Search longest pattern in byte array in C#

Question

I need to write effective and quick method to search byte array for given pattern. I write it this way, what do you think , how to improve? And it has one bug, it cannot return match with length 1.

public static bool SearchByteByByte(byte[] bytes, byte[] pattern)
    {
        bool found = false;
        int matchedBytes = 0;
        for (int i = 0; i < bytes.Length; i++)
        {
            if (pattern[0] == bytes[i] && bytes.Length - i >= pattern.Length)
            {
                for (int j = 1; j < pattern.Length; j++)
                {
                    if (bytes[i + j] == pattern[j])
                    {
                        matchedBytes++;
                        if (matchedBytes == pattern.Length - 1)
                        {
                            return true;
                        }
                        continue;
                    }
                    else
                    {
                        matchedBytes = 0;
                        break;
                    }
                }
            }
        }
        return found;
    }

Any suggestions ?

You might look at string search algorithms en.wikipedia.org/wiki/String_searching_algorithm — mdakin
– mdakin, Commented Mar 27, 2012 at 12:21
It would be nice to include the idea behind your algorithm rather than pasting your code without explanation. — ntziolis
– ntziolis, Commented Mar 27, 2012 at 12:23
Would converting your two bytes arrays to two comma-separated-Hexa-strings and do a regex matching be effective enough ? — jbl
– jbl, Commented Mar 27, 2012 at 13:58

markmuetz · Accepted Answer · 2012-03-27 19:19:12Z

8

The Boyer-Moore algorithm that is used in grep is pretty efficient, and gets more efficient for longer pattern sizes. I'm pretty sure you could make it work for a byte array without too much difficulty, and its wikipedia page has an implementation in Java that should be fairly easy to port to C#.

UPDATE:

Here's an implementation of a simplified version of the Boyer-Moore algorithm for byte arrays in C#. It only uses the second jump table of the full algorithm. Based on the array sizes that you said (haystack: 2000000 bytes, needle: 10 bytes), it's about 5-8 times faster than a simple byte by byte algorithm.

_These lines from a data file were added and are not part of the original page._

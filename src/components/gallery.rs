//! Product image gallery: hero image, prev/next arrows, and thumbnail strip.

use leptos::prelude::*;
use storefront::engine::PageEvent;

use crate::state::page::{PageState, dispatch};

/// Gallery for the product images.
///
/// The hero image takes focus so ArrowLeft/ArrowRight can page through it.
#[component]
pub fn Gallery() -> impl IntoView {
    let page = expect_context::<RwSignal<PageState>>();

    let hero = move || page.with(|p| p.gallery().hero());
    let hero_src = move || hero().map(|h| h.src).unwrap_or_default();
    let hero_alt = move || hero().map(|h| h.alt).unwrap_or_default();

    view! {
        <section class="gallery" aria-label="Product images">
            <div class="gallery__hero">
                <button
                    id="prevImg"
                    class="gallery__nav gallery__nav--prev"
                    aria-label="Previous image"
                    on:click=move |_| {
                        dispatch(page, PageEvent::PrevImage);
                    }
                >
                    "\u{2190}"
                </button>
                <img
                    id="heroImg"
                    class="gallery__hero-img"
                    tabindex="0"
                    src=hero_src
                    alt=hero_alt
                    on:keydown=move |ev| {
                        dispatch(page, PageEvent::HeroKey(ev.key()));
                    }
                />
                <button
                    id="nextImg"
                    class="gallery__nav gallery__nav--next"
                    aria-label="Next image"
                    on:click=move |_| {
                        dispatch(page, PageEvent::NextImage);
                    }
                >
                    "\u{2192}"
                </button>
            </div>
            <div class="gallery__thumbs" role="tablist" aria-label="Choose image">
                {move || {
                    page.with(|p| p.gallery().thumbs())
                        .into_iter()
                        .map(|thumb| {
                            let index = thumb.index;
                            let selected = if thumb.active { "true" } else { "false" };
                            view! {
                                <button
                                    class="thumb"
                                    class:is-active=thumb.active
                                    role="tab"
                                    aria-selected=selected
                                    on:click=move |_| {
                                        dispatch(page, PageEvent::ThumbClicked(index));
                                    }
                                >
                                    <img src=thumb.src alt=thumb.alt width="72" height="72"/>
                                </button>
                            }
                        })
                        .collect::<Vec<_>>()
                }}
            </div>
        </section>
    }
}
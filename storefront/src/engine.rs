//! Page state container and the event-to-operation mapping.
//!
//! [`PageCore`] owns every piece of product-page state and is the only thing
//! the frontend mutates. Each [`PageEvent`] maps to one typed operation; the
//! mapping lives in [`PageCore::dispatch`]. Operations run to completion, and
//! any cart mutation is saved before the operation returns.

#[cfg(test)]
#[path = "engine_test.rs"]
mod engine_test;

use crate::cart::{Cart, LineId, clamp_qty, parse_qty_input};
use crate::config::ProductConfig;
use crate::consts::{CLOSE_CART_ID, MIN_QTY};
use crate::gallery::{Gallery, GalleryImage};
use crate::modal::{Focusable, ModalController, ModalEffect};
use crate::store::{CartStore, KeyValueStorage, StoreError};
use crate::variant::VariantSelector;
use crate::view::{self, CartView, RowAction};

/// A discrete user input, already decoded from the DOM.
///
/// `active` fields carry the id of the element focused when the event fired.
#[derive(Debug, Clone, PartialEq, Eq)]
pub enum PageEvent {
    ThumbClicked(usize),
    PrevImage,
    NextImage,
    HeroKey(String),
    ColorChosen(String),
    SizeChosen(String),
    IncQty,
    DecQty,
    QtyInput(String),
    AddToCart { active: Option<String> },
    BuyNow { active: Option<String> },
    OpenCart { active: Option<String> },
    CloseCart,
    DrawerClick { dismiss: bool },
    KeyDown { key: String, shift: bool, active: Option<String>, focusables: Vec<Focusable> },
    Row { id: LineId, action: RowAction },
    Checkout,
}

/// Product page state: config, cart, store, gallery, variants, quantity, drawer.
#[derive(Debug)]
pub struct PageCore<S> {
    config: ProductConfig,
    cart: Cart,
    store: CartStore<S>,
    gallery: Gallery,
    variants: VariantSelector,
    qty: u32,
    modal: ModalController,
    last_store_error: Option<StoreError>,
}

impl<S: KeyValueStorage> PageCore<S> {
    /// Build the page, loading any saved cart from `storage`.
    pub fn new(config: ProductConfig, storage: S) -> Self {
        let store = CartStore::with_key(storage, config.storage_key.clone());
        let cart = store.load_cart();
        log::debug!("page start: {} saved cart lines", cart.len());
        Self {
            gallery: Gallery::new(config.title.clone(), config.images.clone()),
            variants: VariantSelector::new(config.colors.clone(), config.sizes.clone()),
            cart,
            store,
            qty: MIN_QTY,
            modal: ModalController::new(CLOSE_CART_ID),
            last_store_error: None,
            config,
        }
    }

    // --- Queries ---

    #[must_use]
    pub fn config(&self) -> &ProductConfig {
        &self.config
    }

    #[must_use]
    pub fn cart(&self) -> &Cart {
        &self.cart
    }

    #[must_use]
    pub fn cart_view(&self) -> CartView {
        view::render(&self.cart)
    }

    #[must_use]
    pub fn gallery(&self) -> &Gallery {
        &self.gallery
    }

    #[must_use]
    pub fn variants(&self) -> &VariantSelector {
        &self.variants
    }

    /// Value of the product quantity field.
    #[must_use]
    pub fn qty(&self) -> u32 {
        self.qty
    }

    #[must_use]
    pub fn modal(&self) -> &ModalController {
        &self.modal
    }

    #[must_use]
    pub fn store(&self) -> &CartStore<S> {
        &self.store
    }

    /// The error from the most recent save, cleared by the next successful one.
    #[must_use]
    pub fn last_store_error(&self) -> Option<&StoreError> {
        self.last_store_error.as_ref()
    }

    // --- Dispatch ---

    /// Run the operation mapped to `event`. Returns DOM effects for the drawer.
    pub fn dispatch(&mut self, event: PageEvent) -> Vec<ModalEffect> {
        match event {
            PageEvent::ThumbClicked(index) => {
                self.gallery.select(index);
                Vec::new()
            }
            PageEvent::PrevImage => {
                self.gallery.prev();
                Vec::new()
            }
            PageEvent::NextImage => {
                self.gallery.next();
                Vec::new()
            }
            PageEvent::HeroKey(key) => {
                self.gallery.handle_key(&key);
                Vec::new()
            }
            PageEvent::ColorChosen(value) => {
                self.variants.color.check(&value);
                Vec::new()
            }
            PageEvent::SizeChosen(value) => {
                self.variants.size.check(&value);
                Vec::new()
            }
            PageEvent::IncQty => {
                self.step_qty(1);
                Vec::new()
            }
            PageEvent::DecQty => {
                self.step_qty(-1);
                Vec::new()
            }
            PageEvent::QtyInput(text) => {
                self.qty = parse_qty_input(&text);
                Vec::new()
            }
            PageEvent::AddToCart { active } | PageEvent::BuyNow { active } => self.add_to_cart(active),
            PageEvent::OpenCart { active } => self.modal.open(active),
            PageEvent::CloseCart => self.modal.close(),
            PageEvent::DrawerClick { dismiss } => self.modal.click(dismiss),
            PageEvent::KeyDown { key, shift, active, focusables } => {
                self.modal.key_down(&key, shift, active.as_deref(), &focusables)
            }
            PageEvent::Row { id, action } => {
                self.row_action(id, &action);
                Vec::new()
            }
            PageEvent::Checkout => {
                self.checkout();
                Vec::new()
            }
        }
    }

    // --- Operations ---

    /// Move the product quantity field by `delta`, clamped.
    pub fn step_qty(&mut self, delta: i64) {
        self.qty = clamp_qty(i64::from(self.qty) + delta);
    }

    /// Add the selected variant at the field quantity, save, and open the drawer.
    ///
    /// "Buy now" maps here too; there is no separate checkout flow.
    pub fn add_to_cart(&mut self, active: Option<String>) -> Vec<ModalEffect> {
        let image = self.gallery.current_image().map(GalleryImage::cart_image).unwrap_or_default();
        let candidate = self.config.line_item(self.variants.color(), self.variants.size(), self.qty, image);
        self.cart.add_item(candidate);
        self.commit();
        self.modal.open(active)
    }

    /// Apply a cart row control and save when it hit a line.
    pub fn row_action(&mut self, id: LineId, action: &RowAction) -> bool {
        let applied = view::apply_row_action(&mut self.cart, id, action);
        if applied {
            self.commit();
        } else {
            log::debug!("row action {action:?} for missing line {id}");
        }
        applied
    }

    /// Checkout is out of scope for the demo page; it only logs.
    pub fn checkout(&self) {
        log::info!("checkout requested: {} items, subtotal {}", self.cart.count(), self.cart.subtotal());
    }

    /// Persist the cart after a mutation. Failures are logged and kept, never raised.
    fn commit(&mut self) {
        match self.store.save(self.cart.items()) {
            Ok(()) => self.last_store_error = None,
            Err(e) => {
                log::warn!("cart save failed: {e}");
                self.last_store_error = Some(e);
            }
        }
    }
}
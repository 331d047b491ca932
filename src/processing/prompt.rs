use crate::models::ArchivedMessage;

use super::burst::Burst;
use super::index::MessageIndex;
use super::rules::PairingRules;
use super::scorer::{DISQUALIFIED, EXPLICIT_REFERENCE, score_candidate};

#[derive(Debug, Clone, Copy, PartialEq, Eq)]
pub enum PromptSource {
    /// The burst's first message replies to it explicitly.
    ExplicitReply,
    /// Picked by score from the look-back window.
    Window,
}

#[derive(Debug, Clone, PartialEq)]
pub struct PromptChoice {
    pub text: String,
    pub score: i32,
    pub source: PromptSource,
}

/// Picks the message `burst` most plausibly answers, or `None` when nothing
/// clears `min_prompt_score`.
pub fn select_prompt(
    messages: &[ArchivedMessage],
    burst: &Burst,
    index: &MessageIndex<'_>,
    rules: &PairingRules,
) -> Option<PromptChoice> {
    let first = &messages[burst.start];

    let best = explicit_reference(first, index, rules)
        .or_else(|| search_window(messages, burst.start, rules))?;

    if best.score < rules.min_prompt_score || best.text.is_empty() {
        return None;
    }
    Some(best)
}

fn explicit_reference(
    first: &ArchivedMessage,
    index: &MessageIndex<'_>,
    rules: &PairingRules,
) -> Option<PromptChoice> {
    let referenced = index.get(first.reference_id?)?;
    if referenced.author_id == rules.target_user_id || referenced.is_blank() {
        return None;
    }
    Some(PromptChoice {
        text: rules.clean(&referenced.content),
        score: EXPLICIT_REFERENCE,
        source: PromptSource::ExplicitReply,
    })
}

/// Scans backward from just before `start` while candidates stay inside the
/// search window. Only a strictly higher score replaces the current best, so
/// ties go to the most recent candidate.
fn search_window(
    messages: &[ArchivedMessage],
    start: usize,
    rules: &PairingRules,
) -> Option<PromptChoice> {
    let burst_start = messages[start].timestamp;
    let mut best_score = DISQUALIFIED;
    let mut best: Option<&ArchivedMessage> = None;

    for candidate in messages[..start].iter().rev() {
        if burst_start - candidate.timestamp > rules.search_window {
            break;
        }
        let score = score_candidate(candidate, rules);
        if score > best_score {
            best_score = score;
            best = Some(candidate);
        }
    }

    best.map(|candidate| PromptChoice {
        text: rules.clean(&candidate.content),
        score: best_score,
        source: PromptSource::Window,
    })
}
mod channel;
mod message;
mod pair;
mod stats;

pub use channel::{ChannelInfo, ChannelOutcome};
pub use message::ArchivedMessage;
pub use pair::{Pair, TrainingRecord};
pub use stats::{ChannelStats, Stats};
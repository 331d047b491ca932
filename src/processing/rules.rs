use anyhow::{Context, Result};
use chrono::TimeDelta;

use crate::config::PairingConfig;

/// Resolved pairing parameters for one run.
#[derive(Debug, Clone)]
pub struct PairingRules {
    pub target_user_id: u64,
    pub join_window: TimeDelta,
    pub search_window: TimeDelta,
    pub max_reply_chars: usize,
    pub min_prompt_score: i32,
    pub question_words: Vec<String>,
    pub mention_tag: String,
}

impl PairingRules {
    pub fn from_config(target_user_id: u64, config: &PairingConfig) -> Result<Self> {
        let join_window = TimeDelta::from_std(config.join_window())
            .context("pairing.join_window_secs is out of range")?;
        let search_window = TimeDelta::from_std(config.search_window())
            .context("pairing.search_window_secs is out of range")?;

        Ok(Self {
            target_user_id,
            join_window,
            search_window,
            max_reply_chars: config.max_reply_chars,
            min_prompt_score: config.min_prompt_score,
            question_words: config
                .question_words
                .iter()
                .map(|w| w.to_lowercase())
                .collect(),
            mention_tag: config.effective_mention_tag(target_user_id),
        })
    }

    /// Trims and cuts `text` to at most `max_reply_chars` characters.
    pub fn clean(&self, text: &str) -> String {
        text.trim().chars().take(self.max_reply_chars).collect()
    }
}


#[cfg(test)]
mod tests {
    use super::test_support::*;

    #[test]
    fn test_clean_trims_then_truncates_by_chars() {
        let mut rules = rules();
        rules.max_reply_chars = 4;

        assert_eq!(rules.clean("  héllo wörld \n"), "héll");
        assert_eq!(rules.clean("ok"), "ok");
        assert_eq!(rules.clean("   "), "");
    }

    #[test]
    fn test_question_words_are_lowercased() {
        let mut config = crate::config::PairingConfig::default();
        config.question_words = vec!["Which".to_string()];
        let rules = super::PairingRules::from_config(ME, &config).unwrap();
        assert_eq!(rules.question_words, vec!["which".to_string()]);
    }
}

    static int SimpleBoyerMooreSearch(byte[] haystack, byte[] needle)
    {
        int[] lookup = new int[256];
        for (int i = 0; i < lookup.Length; i++) { lookup[i] = needle.Length; }

        for (int i = 0; i < needle.Length; i++)
        {
            lookup[needle[i]] = needle.Length - i - 1;
        }

        int index = needle.Length - 1;
        var lastByte = needle.Last();
        while (index < haystack.Length)
        {
            var checkByte = haystack[index];
            if (haystack[index] == lastByte)
            {
                bool found = true;
                for (int j = needle.Length - 2; j >= 0; j--)
                {
                    if (haystack[index - needle.Length + j + 1] != needle[j])
                    {
                        found = false;
                        break;
                    }
                }

                if (found)
                    return index - needle.Length + 1;
                else
                    index++;
            }
            else
            {
                index += lookup[checkByte];
            }
        }
        return -1;
    }

edited Mar 27, 2012 at 19:19

answered Mar 27, 2012 at 13:08

markmuetz

9,6542 gold badges34 silver badges38 bronze badges

Sign up to request clarification or add additional context in comments.

5 Comments

Hlavson Over a year ago

I have read, that The Boyer-Moore algorithm is not so fast on big alphabet. Byte alphabet is 256. It will be fast?

markmuetz Over a year ago

To be honest, I'm not sure. You can try benchmarking it but I'm afraid I can't tell you without benchmarking it myself. Out of interest, how long is your pattern?

Hlavson Over a year ago

About 10 bytes, but array where i need to search is about 2 000 000 items long.

Hlavson Over a year ago

Could be this code modified with one's more input parameter? Index of haystack from where to begin search? I know i can copy array and remove first item, but in large array it's slow, so start search from given index will be better.

markmuetz Over a year ago

Yes, very easily. Just add an int index argument to the method, so as its signature looks like this: static int SimpleBoyerMooreSearch(byte[] haystack, byte[] needle, int index), and delete the int index assignment in the method body. Then increase the index by needle.Length - 1, which is necessary due to the way the algorithm works (i.e. starting at the end of the needle and working back).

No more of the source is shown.